Whether the securities pay a contingent coupon, whether the securities are automatically redeemed prior to maturity and,
if they are not automatically redeemed, whether you are repaid the stated principal amount of your securities at maturity
will depend in each case on the closing value of the worst performing underlying on the relevant valuation date. The worst
performing underlying on any valuation date is the underlying that has the lowest underlying performance factor on that
valuation date
• Contingent Coupon. The securities will
pay a contingent coupon on a periodic basis until the earlier of maturity or automatic redemption if, and only if, the
closing value of the worst performing underlying on the relevant valuation date is greater than or equal to its coupon barrier
value. However, if the closing value of the worst performing underlying on a valuation date is less than its coupon barrier value,
you will not receive any contingent coupon on the relevant contingent coupon date. If the closing value of the worst performing
underlying is less than its coupon barrier value on every valuation date, you will not receive any contingent coupons throughout
the entire term of the securities. The contingent coupon will be determined on the pricing date and will be equal to 1.75% to
2.00% of the stated principal amount (equivalent to a contingent coupon rate of 7% to 8% per annum)

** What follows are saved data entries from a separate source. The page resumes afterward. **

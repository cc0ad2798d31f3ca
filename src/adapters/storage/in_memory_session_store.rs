//! In-Memory Session Store Adapter
//!
//! Keeps sessions in a process-local map. Expiry is computed from the
//! injected clock, so tests can move time forward deterministically.
//! Suitable for single-instance deployments and tests.

use async_trait::async_trait;
use std::collections::HashMap;
use std::sync::Arc;
use std::time::Duration;
use tokio::sync::RwLock;

use crate::domain::foundation::{Timestamp, UserKey};
use crate::domain::intake::Session;
use crate::ports::{Clock, SessionStore, SessionStoreError};

#[derive(Debug, Clone)]
struct StoredSession {
    session: Session,
    version: u64,
    expires_at: Timestamp,
}

/// In-memory storage for intake sessions
#[derive(Clone)]
pub struct InMemorySessionStore {
    sessions: Arc<RwLock<HashMap<UserKey, StoredSession>>>,
    clock: Arc<dyn Clock>,
}

impl InMemorySessionStore {
    /// Create a new in-memory store using the given clock for expiry
    pub fn new(clock: Arc<dyn Clock>) -> Self {
        Self {
            sessions: Arc::new(RwLock::new(HashMap::new())),
            clock,
        }
    }

    /// Number of stored entries, expired ones included
    pub async fn len(&self) -> usize {
        self.sessions.read().await.len()
    }

    /// Returns true if nothing is stored
    pub async fn is_empty(&self) -> bool {
        self.sessions.read().await.is_empty()
    }

    /// Clear all stored sessions (useful for tests)
    pub async fn clear(&self) {
        self.sessions.write().await.clear();
    }
}

#[async_trait]
impl SessionStore for InMemorySessionStore {
    async fn get(&self, user: &UserKey) -> Result<Option<Session>, SessionStoreError> {
        let now = self.clock.now();
        let mut sessions = self.sessions.write().await;

        match sessions.get(user) {
            Some(stored) if now.is_before(&stored.expires_at) => {
                let mut session = stored.session.clone();
                session.version = stored.version;
                Ok(Some(session))
            }
            Some(_) => {
                sessions.remove(user);
                Ok(None)
            }
            None => Ok(None),
        }
    }

    async fn put(
        &self,
        user: &UserKey,
        session: &Session,
        ttl: Duration,
    ) -> Result<u64, SessionStoreError> {
        let now = self.clock.now();
        let mut sessions = self.sessions.write().await;

        let current = sessions
            .get(user)
            .filter(|stored| now.is_before(&stored.expires_at))
            .map(|stored| stored.version);

        if current.unwrap_or(0) != session.version {
            return Err(SessionStoreError::VersionConflict {
                user: user.clone(),
                expected: session.version,
                found: current,
            });
        }

        let version = session.version + 1;
        let expires_at = now.plus_secs(ttl.as_secs());
        let mut session = session.clone();
        session.version = version;
        session.expires_at = expires_at;

        sessions.insert(
            user.clone(),
            StoredSession {
                session,
                version,
                expires_at,
            },
        );
        Ok(version)
    }

    async fn delete(&self, user: &UserKey) -> Result<(), SessionStoreError> {
        self.sessions.write().await.remove(user);
        Ok(())
    }
}
//! HTTP handlers for the chat endpoint.

use axum::{
    extract::{Path, State},
    http::StatusCode,
    response::{IntoResponse, Response},
    Json,
};
use std::sync::Arc;

use super::dto::{ChatRequest, ChatResponse, ErrorResponse};
use crate::application::handlers::{HandleTurnCommand, HandleTurnHandler};
use crate::domain::foundation::{Actor, UserKey};
use crate::ports::SessionStore;

/// Upper bound on one chat message, in bytes.
pub const MAX_MESSAGE_LEN: usize = 4096;

/// Shared state for chat handlers.
#[derive(Clone)]
pub struct ChatHandlers {
    pub turn_handler: Arc<HandleTurnHandler>,
    pub sessions: Arc<dyn SessionStore>,
}

impl ChatHandlers {
    pub fn new(turn_handler: Arc<HandleTurnHandler>, sessions: Arc<dyn SessionStore>) -> Self {
        Self {
            turn_handler,
            sessions,
        }
    }
}

// ════════════════════════════════════════════════════════════════════════════
// Handlers
// ════════════════════════════════════════════════════════════════════════════

/// POST /api/chat - Handle one chat message
pub async fn post_chat(
    State(handlers): State<ChatHandlers>,
    Json(req): Json<ChatRequest>,
) -> Response {
    let user = match UserKey::new(req.user) {
        Ok(user) => user,
        Err(e) => return bad_request(e.to_string()),
    };
    if req.message.len() > MAX_MESSAGE_LEN {
        return bad_request(format!(
            "Message is longer than {} bytes",
            MAX_MESSAGE_LEN
        ));
    }

    let cmd = HandleTurnCommand {
        actor: Actor::new(user, req.roles),
        message: req.message,
    };
    let reply = handlers.turn_handler.handle(cmd).await;

    (StatusCode::OK, Json(ChatResponse::from(reply))).into_response()
}

/// DELETE /api/chat/:user - Drop a user's in-progress session
pub async fn delete_chat(
    State(handlers): State<ChatHandlers>,
    Path(user): Path<String>,
) -> Response {
    let user = match UserKey::new(user) {
        Ok(user) => user,
        Err(e) => return bad_request(e.to_string()),
    };

    match handlers.sessions.delete(&user).await {
        Ok(()) => StatusCode::NO_CONTENT.into_response(),
        Err(e) => {
            tracing::error!(user = %user, error = %e, "Failed to clear session");
            (
                StatusCode::INTERNAL_SERVER_ERROR,
                Json(ErrorResponse::internal("Session store unavailable")),
            )
                .into_response()
        }
    }
}

fn bad_request(message: String) -> Response {
    (
        StatusCode::BAD_REQUEST,
        Json(ErrorResponse::bad_request(message)),
    )
        .into_response()
}
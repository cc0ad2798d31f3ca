//! Field and subgroup descriptors.

use serde::{Deserialize, Serialize};
use std::fmt;

use super::RecordType;

/// Type tag of a scalar field, carrying the data enumerable types need.
#[derive(Debug, Clone, PartialEq, Eq, Serialize, Deserialize)]
#[serde(tag = "type", rename_all = "snake_case")]
pub enum FieldType {
    ShortText,
    LongText,
    Integer,
    Decimal,
    Currency,
    Percent,
    Date,
    /// Single choice from a fixed option set.
    Select { options: Vec<String> },
    /// Name of an existing record of another type.
    Reference { record_type: RecordType },
    Boolean,
}

impl FieldType {
    /// Returns true for types answered by picking from a known set.
    pub fn is_enumerable(&self) -> bool {
        matches!(self, Self::Select { .. } | Self::Reference { .. })
    }

    /// Returns true for integer, decimal, currency and percent.
    pub fn is_numeric(&self) -> bool {
        matches!(
            self,
            Self::Integer | Self::Decimal | Self::Currency | Self::Percent
        )
    }

    /// Returns true for short and long text.
    pub fn is_text(&self) -> bool {
        matches!(self, Self::ShortText | Self::LongText)
    }

    /// Fixed options of a select field, empty for every other type.
    pub fn options(&self) -> &[String] {
        match self {
            Self::Select { options } => options,
            _ => &[],
        }
    }

    /// Referenced record type of a reference field.
    pub fn referenced_type(&self) -> Option<&RecordType> {
        match self {
            Self::Reference { record_type } => Some(record_type),
            _ => None,
        }
    }
}

impl fmt::Display for FieldType {
    fn fmt(&self, f: &mut fmt::Formatter<'_>) -> fmt::Result {
        let s = match self {
            Self::ShortText => "short text",
            Self::LongText => "long text",
            Self::Integer => "integer",
            Self::Decimal => "decimal",
            Self::Currency => "currency",
            Self::Percent => "percent",
            Self::Date => "date",
            Self::Select { .. } => "select",
            Self::Reference { .. } => "reference",
            Self::Boolean => "boolean",
        };
        write!(f, "{}", s)
    }
}

/// Metadata for one scalar field of a record type.
#[derive(Debug, Clone, PartialEq, Eq, Serialize, Deserialize)]
pub struct FieldDescriptor {
    pub name: String,
    pub label: String,
    pub field_type: FieldType,
    /// Raw default applied instead of asking, e.g. "Today".
    #[serde(default, skip_serializing_if = "Option::is_none")]
    pub default: Option<String>,
}

impl FieldDescriptor {
    /// Creates a descriptor without a default.
    pub fn new(name: impl Into<String>, label: impl Into<String>, field_type: FieldType) -> Self {
        Self {
            name: name.into(),
            label: label.into(),
            field_type,
            default: None,
        }
    }

    /// Sets the default value.
    pub fn with_default(mut self, default: impl Into<String>) -> Self {
        self.default = Some(default.into());
        self
    }
}

/// A repeating subgroup (child rows) of a record type.
#[derive(Debug, Clone, PartialEq, Eq, Serialize, Deserialize)]
pub struct SubgroupDescriptor {
    /// Field name the rows are stored under.
    pub name: String,
    pub label: String,
    /// Record type describing a single row.
    pub row_type: RecordType,
}

impl SubgroupDescriptor {
    pub fn new(name: impl Into<String>, label: impl Into<String>, row_type: RecordType) -> Self {
        Self {
            name: name.into(),
            label: label.into(),
            row_type,
        }
    }
}
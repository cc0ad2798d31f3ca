//! Foundation module - Shared domain primitives.
//!
//! Contains identifiers, timestamps, error types and the state machine
//! trait that form the vocabulary of the intake domain.

mod actor;
mod errors;
mod ids;
mod state_machine;
mod timestamp;

pub use actor::Actor;
pub use errors::ValidationError;
pub use ids::{RecordId, SessionId, UserKey};
pub use state_machine::StateMachine;
pub use timestamp::Timestamp;
//! Keyword Intent Parser - Offline rule-based intent extraction.
//!
//! Understands short imperative commands:
//!
//! ```text
//! create sales order customer=Acme, delivery date: 2030-01-01
//! show all customers
//! get customer Acme
//! update customer Acme city=Lyon
//! delete sales order SO-00003
//! help
//! ```
//!
//! The record type is the longest known record type name (case-insensitive,
//! optional plural `s`) following the action verb. Anything the parser cannot
//! place yields a clarification instead of an error.

use async_trait::async_trait;
use serde_json::{Map, Value};
use std::sync::Arc;

use crate::domain::foundation::Actor;
use crate::domain::intent::{IntentAction, IntentRequest, ParsedIntent};
use crate::domain::schema::RecordType;
use crate::ports::{IntentError, IntentParser, SchemaProvider};

const FILLER_WORDS: &[&str] = &["a", "an", "the", "new", "all", "my", "me"];
const NAME_PREFIXES: &[&str] = &["for", "named", "called", "with name"];

/// Rule-based `IntentParser` using the catalog's record type names.
#[derive(Clone)]
pub struct KeywordIntentParser {
    schema: Arc<dyn SchemaProvider>,
}

impl KeywordIntentParser {
    pub fn new(schema: Arc<dyn SchemaProvider>) -> Self {
        Self { schema }
    }

    fn not_understood(record_types: &[RecordType]) -> ParsedIntent {
        ParsedIntent::Clarification(format!(
            "Sorry, I didn't catch that. Try \"create <record type>\" or \"list <record type>\". \
             Known record types: {}. Type \"help\" to see everything I can do.",
            join_names(record_types)
        ))
    }
}

fn join_names(record_types: &[RecordType]) -> String {
    record_types
        .iter()
        .map(RecordType::as_str)
        .collect::<Vec<_>>()
        .join(", ")
}

/// Splits off the first whitespace-delimited word.
fn split_first_word(text: &str) -> (&str, &str) {
    let text = text.trim_start();
    match text.find(char::is_whitespace) {
        Some(index) => (&text[..index], text[index..].trim_start()),
        None => (text, ""),
    }
}

fn strip_fillers(mut text: &str) -> &str {
    loop {
        let (word, rest) = split_first_word(text);
        if FILLER_WORDS.iter().any(|f| word.eq_ignore_ascii_case(f)) {
            text = rest;
        } else {
            return text;
        }
    }
}

/// Byte length of `name` if `text` starts with it (or its plural) on a word boundary.
fn prefix_match_len(text: &str, name: &str) -> Option<usize> {
    let lower = text.to_lowercase();
    let name = name.to_lowercase();
    if !lower.starts_with(&name) {
        return None;
    }

    let mut end = name.len();
    if lower[end..].starts_with('s') {
        let after_plural = &lower[end + 1..];
        if after_plural.is_empty() || after_plural.starts_with(|c: char| !c.is_alphanumeric()) {
            end += 1;
        }
    }

    let rest = &lower[end..];
    if rest.is_empty() || rest.starts_with(|c: char| !c.is_alphanumeric()) {
        Some(end)
    } else {
        None
    }
}

/// Finds the longest record type name at the start of `text`.
fn match_record_type<'a>(text: &'a str, record_types: &[RecordType]) -> Option<(RecordType, &'a str)> {
    record_types
        .iter()
        .filter_map(|rt| prefix_match_len(text, rt.as_str()).map(|len| (rt, len)))
        .max_by_key(|(_, len)| *len)
        .and_then(|(rt, len)| text.get(len..).map(|rest| (rt.clone(), rest.trim())))
}

fn normalize_key(key: &str) -> String {
    key.trim()
        .to_lowercase()
        .split_whitespace()
        .collect::<Vec<_>>()
        .join("_")
}

fn strip_name_prefix(text: &str) -> &str {
    let trimmed = text.trim();
    for prefix in NAME_PREFIXES {
        if let Some(head) = trimmed.get(..prefix.len()) {
            if head.eq_ignore_ascii_case(prefix) && trimmed[prefix.len()..].starts_with(' ') {
                return trimmed[prefix.len()..].trim();
            }
        }
    }
    trimmed
}

/// Splits the tail of a command into `key=value` pairs and free text.
///
/// Pairs are separated by commas; a segment without `=` or `:` counts as
/// free text. In the first segment, free text may precede the first pair
/// (`Acme city=Lyon`), split on the last word before the separator.
fn parse_arguments(text: &str) -> (Map<String, Value>, Option<String>) {
    let mut pairs = Map::new();
    let mut free = Vec::new();

    for (index, segment) in text.split(',').map(str::trim).enumerate() {
        if segment.is_empty() {
            continue;
        }
        let Some(separator) = segment.find(['=', ':']) else {
            free.push(segment.to_string());
            continue;
        };

        let (mut key, value) = (&segment[..separator], segment[separator + 1..].trim());
        if index == 0 {
            if let Some(split) = key.trim_end().rfind(char::is_whitespace) {
                free.push(key[..split].trim().to_string());
                key = &key[split..];
            }
        }

        let key = normalize_key(key);
        if !key.is_empty() && !value.is_empty() {
            pairs.insert(key, Value::String(value.to_string()));
        }
    }

    let name = free
        .into_iter()
        .map(|s| strip_name_prefix(&s).to_string())
        .find(|s| !s.is_empty());
    (pairs, name)
}

fn name_filter(name: Option<String>) -> Map<String, Value> {
    let mut filters = Map::new();
    if let Some(name) = name {
        filters.insert("name".to_string(), Value::String(name));
    }
    filters
}

#[async_trait]
impl IntentParser for KeywordIntentParser {
    async fn parse(&self, text: &str, _actor: &Actor) -> Result<ParsedIntent, IntentError> {
        let record_types = self
            .schema
            .record_types()
            .await
            .map_err(|e| IntentError::Unavailable(e.to_string()))?;

        let (verb, rest) = split_first_word(text.trim());
        let verb = verb.trim_matches(|c: char| !c.is_alphanumeric());
        let Some(action) = IntentAction::parse(verb) else {
            return Ok(Self::not_understood(&record_types));
        };

        if action == IntentAction::Help {
            return Ok(ParsedIntent::Action(IntentRequest::new(action, None)));
        }

        let rest = strip_fillers(rest);
        let Some((record_type, tail)) = match_record_type(rest, &record_types) else {
            return Ok(ParsedIntent::Clarification(format!(
                "Which kind of record do you want to {}? I know about: {}.",
                action,
                join_names(&record_types)
            )));
        };

        let (pairs, name) = parse_arguments(tail);
        let request = IntentRequest::new(action, Some(record_type));
        let request = match action {
            IntentAction::Create => request.with_data(pairs),
            IntentAction::List => {
                let mut filters = pairs;
                filters.extend(name_filter(name));
                request.with_filters(filters)
            }
            IntentAction::Update => request.with_data(pairs).with_filters(name_filter(name)),
            IntentAction::Get | IntentAction::Delete => request.with_filters(name_filter(name)),
            IntentAction::Help => request,
        };

        tracing::debug!(action = %request.action, "Parsed keyword intent");
        Ok(ParsedIntent::Action(request))
    }
}

#[cfg(test)]
mod tests {
    use super::*;
    use crate::adapters::catalog::CatalogSchemaProvider;
    use crate::domain::foundation::UserKey;
    use serde_json::json;

    const CATALOG: &str = r#"
record_types:
  - name: Customer
    fields:
      - { name: customer_name, type: short_text, required: true }
  - name: Sales Order
    fields:
      - { name: customer, type: reference, record_type: Customer, required: true }
  - name: Sales Order Item
    fields:
      - { name: item_code, type: short_text, required: true }
"#;

    fn parser() -> KeywordIntentParser {
        let schema = CatalogSchemaProvider::from_yaml_str(CATALOG).unwrap();
        KeywordIntentParser::new(Arc::new(schema))
    }

    fn actor() -> Actor {
        Actor::new(UserKey::new("ana@example.com").unwrap(), Vec::new())
    }

    async fn action(text: &str) -> IntentRequest {
        match parser().parse(text, &actor()).await.unwrap() {
            ParsedIntent::Action(request) => request,
            other => panic!("Expected action for {:?}, got {:?}", text, other),
        }
    }

    mod record_types {
        use super::*;

        #[tokio::test]
        async fn picks_longest_record_type_name() {
            let request = action("create a new sales order item").await;
            assert_eq!(request.action, IntentAction::Create);
            assert_eq!(request.record_type.unwrap().as_str(), "Sales Order Item");
        }

        #[tokio::test]
        async fn accepts_plural_after_show_all() {
            let request = action("show all Customers").await;
            assert_eq!(request.action, IntentAction::List);
            assert_eq!(request.record_type.unwrap().as_str(), "Customer");
        }

        #[tokio::test]
        async fn unknown_record_type_asks_which_one() {
            let parsed = parser().parse("create spaceship", &actor()).await.unwrap();
            match parsed {
                ParsedIntent::Clarification(text) => assert!(text.contains("Sales Order")),
                other => panic!("Expected clarification, got {:?}", other),
            }
        }

        #[test]
        fn prefix_match_requires_word_boundary() {
            assert_eq!(prefix_match_len("customers", "Customer"), Some(9));
            assert_eq!(prefix_match_len("customer Acme", "Customer"), Some(8));
            assert_eq!(prefix_match_len("customerx", "Customer"), None);
        }
    }

    mod arguments {
        use super::*;

        #[tokio::test]
        async fn create_collects_key_value_pairs() {
            let request = action("create sales order customer=Acme, delivery date: 2030-01-01").await;
            assert_eq!(request.data["customer"], json!("Acme"));
            assert_eq!(request.data["delivery_date"], json!("2030-01-01"));
            assert!(request.filters.is_empty());
        }

        #[tokio::test]
        async fn get_uses_trailing_text_as_name() {
            let request = action("get customer named Acme Corp").await;
            assert_eq!(request.action, IntentAction::Get);
            assert_eq!(request.target_name(), Some("Acme Corp"));
        }

        #[tokio::test]
        async fn update_splits_name_from_first_pair() {
            let request = action("update customer Acme city=Lyon, group=Retail").await;
            assert_eq!(request.target_name(), Some("Acme"));
            assert_eq!(request.data["city"], json!("Lyon"));
            assert_eq!(request.data["group"], json!("Retail"));
        }

        #[tokio::test]
        async fn list_pairs_become_filters() {
            let request = action("list customers group=Retail").await;
            assert_eq!(request.filters["group"], json!("Retail"));
        }
    }

    mod fallbacks {
        use super::*;

        #[tokio::test]
        async fn help_has_no_record_type() {
            let request = action("help").await;
            assert_eq!(request.action, IntentAction::Help);
            assert!(request.record_type.is_none());
        }

        #[tokio::test]
        async fn unknown_verb_returns_clarification() {
            let parsed = parser().parse("good morning", &actor()).await.unwrap();
            assert!(matches!(parsed, ParsedIntent::Clarification(_)));
        }
    }
}
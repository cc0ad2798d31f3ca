//! Update flow: change one field of an existing record over two turns.
//!
//! `update customer Acme` asks which field to change, then its new value.
//! Both answers go through the resolver, so numbered options, typos and
//! reference lookups behave as they do while creating. A `field to value`
//! answer to the first question settles both at once.

use serde_json::{Map, Value};

use super::handle_turn::{HandleTurnHandler, TurnReply};
use super::TurnError;
use crate::domain::foundation::Actor;
use crate::domain::intake::{split_assignment, FlowError, PendingPrompt, Session, UpdateContext};
use crate::domain::schema::{FieldDescriptor, RecordType};
use crate::ports::{Document, DocumentStoreError};

impl HandleTurnHandler {
    /// Opens an update flow for `name`; nothing is stored if it is unknown.
    pub(super) async fn start_update(
        &self,
        actor: &Actor,
        record_type: &RecordType,
        name: &str,
    ) -> Result<TurnReply, TurnError> {
        let Some(document) = self.ports.documents.get(record_type, name).await? else {
            return Ok(TurnReply::answered(format!("No {} named '{}'.", record_type, name)));
        };

        let mut fields = self.ports.schema.required_fields(record_type).await?;
        fields.extend(self.ports.schema.optional_fields(record_type).await?);

        let update = UpdateContext::new(document.id.to_string(), document.name.clone(), fields);
        let chooser = update.chooser();
        let session = Session::for_update(
            actor.key.clone(),
            record_type.clone(),
            update,
            self.ports.clock.now(),
            self.config.session_ttl.as_secs(),
        );

        tracing::info!(record_type = %record_type, id = %document.id, "Update flow started");
        let preface = format!("Updating {} {}.", record_type, document.name);
        self.ask_field(session, &chooser, Some(preface)).await
    }

    pub(super) async fn continue_update(
        &self,
        mut session: Session,
        message: &str,
        prompt: Option<PendingPrompt>,
    ) -> Result<TurnReply, TurnError> {
        let update = session.update().cloned().ok_or(FlowError::NotUpdating)?;
        let record_type = session.record_type.clone();

        if let Some(field) = &update.field {
            return match self
                .resolve_answer(&record_type, field, message, prompt.as_ref())
                .await?
            {
                Ok(value) => self.apply_update(session, field, value.to_json()).await,
                Err(err) => self.retry(session, field, err).await,
            };
        }

        if let Some((key, raw)) = split_assignment(message) {
            if let Some(field) = update.find_field(key).cloned() {
                return match self.resolve_answer(&record_type, &field, raw, None).await? {
                    Ok(value) => self.apply_update(session, &field, value.to_json()).await,
                    Err(err) => {
                        session.update_mut()?.choose(field.clone());
                        self.retry(session, &field, err).await
                    }
                };
            }
        }

        let chooser = update.chooser();
        match self
            .resolve_answer(&record_type, &chooser, message, prompt.as_ref())
            .await?
        {
            Ok(choice) => {
                let field = update
                    .find_field(&choice.to_string())
                    .cloned()
                    .ok_or(FlowError::NothingAwaited)?;
                tracing::debug!(field = %field.name, "Field to update chosen");
                session.update_mut()?.choose(field.clone());
                self.ask_field(session, &field, None).await
            }
            Err(err) => self.retry(session, &chooser, err).await,
        }
    }

    /// Ends the flow, then writes the change.
    async fn apply_update(
        &self,
        session: Session,
        field: &FieldDescriptor,
        value: Value,
    ) -> Result<TurnReply, TurnError> {
        let update = session.update().ok_or(FlowError::NotUpdating)?;
        self.ports.sessions.delete(&session.user).await?;

        let mut changes = Map::new();
        changes.insert(field.name.clone(), value);
        self.write_update(&session.record_type, &update.target, changes)
            .await
    }

    /// Writes `changes` to the record named or numbered `target`.
    pub(super) async fn write_update(
        &self,
        record_type: &RecordType,
        target: &str,
        changes: Map<String, Value>,
    ) -> Result<TurnReply, TurnError> {
        match self.ports.documents.update(record_type, target, changes).await {
            Ok(document) => {
                tracing::info!(record_type = %record_type, id = %document.id, "Record updated");
                Ok(TurnReply::answered(format!(
                    "Updated {} {}.\n\n{}",
                    record_type,
                    document.id,
                    summarize(&document)
                )))
            }
            Err(DocumentStoreError::NotFound { .. }) => {
                Ok(TurnReply::answered(format!("No {} named '{}'.", record_type, target)))
            }
            Err(err) => Err(err.into()),
        }
    }
}

fn render_value(value: &Value) -> String {
    match value {
        Value::String(s) => s.clone(),
        Value::Null => "-".to_string(),
        Value::Bool(true) => "Yes".to_string(),
        Value::Bool(false) => "No".to_string(),
        Value::Array(rows) => format!("{} row(s)", rows.len()),
        other => other.to_string(),
    }
}

/// Markdown summary of one record: its name, then one line per field.
pub(super) fn summarize(document: &Document) -> String {
    let mut lines = vec![format!(
        "**{}** ({} {})",
        document.name, document.record_type, document.id
    )];
    for (field, value) in &document.data {
        lines.push(format!("- {}: {}", field, render_value(value)));
    }
    lines.join("\n")
}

• Automatic Redemption. If the closing
value of the worst performing underlying on any potential autocall date from May 2020 to August 2023, inclusive, is greater
than or equal to its initial underlying value, we will automatically redeem the securities for the stated principal amount
plus the related contingent coupon payment
•
Potential Loss of Principal. If the securities
are not automatically redeemed prior to maturity, you will receive the stated principal amount at maturity if, and only if,
the closing value of the worst performing underlying on the final valuation date is greater than or equal to its final barrier
value. If the closing value of the worst performing underlying on the final valuation date is less than its final barrier value,
you will lose a significant portion, and possibly all, of the stated principal amount of your securities
• The
coupon barrier value and final barrier value for each underlying are each equal to 70% of its initial underlying value
• If
the securities are not automatically redeemed prior to maturity, you will have full downside exposure to the worst performing
underlying from its initial underlying value if its closing value on the final valuation date is less than its final barrier
value, but you will not participate in any appreciation of any underlying and will not receive any dividends on securities
included in any underlying
•
Your return on the securities will depend
solely on the performance of the underlying that is the worst performing underlying on each valuation date. You
will not benefit in any way from the performance of any better performing underlying. Therefore, you will be adversely
affected if any underlying performs poorly, even if any other underlying performs favorably
•
All payments on the securities are subject
to the credit risk of Citigroup Global Markets Holdings Inc. and Citigroup Inc. If Citigroup Global Markets Holdings Inc.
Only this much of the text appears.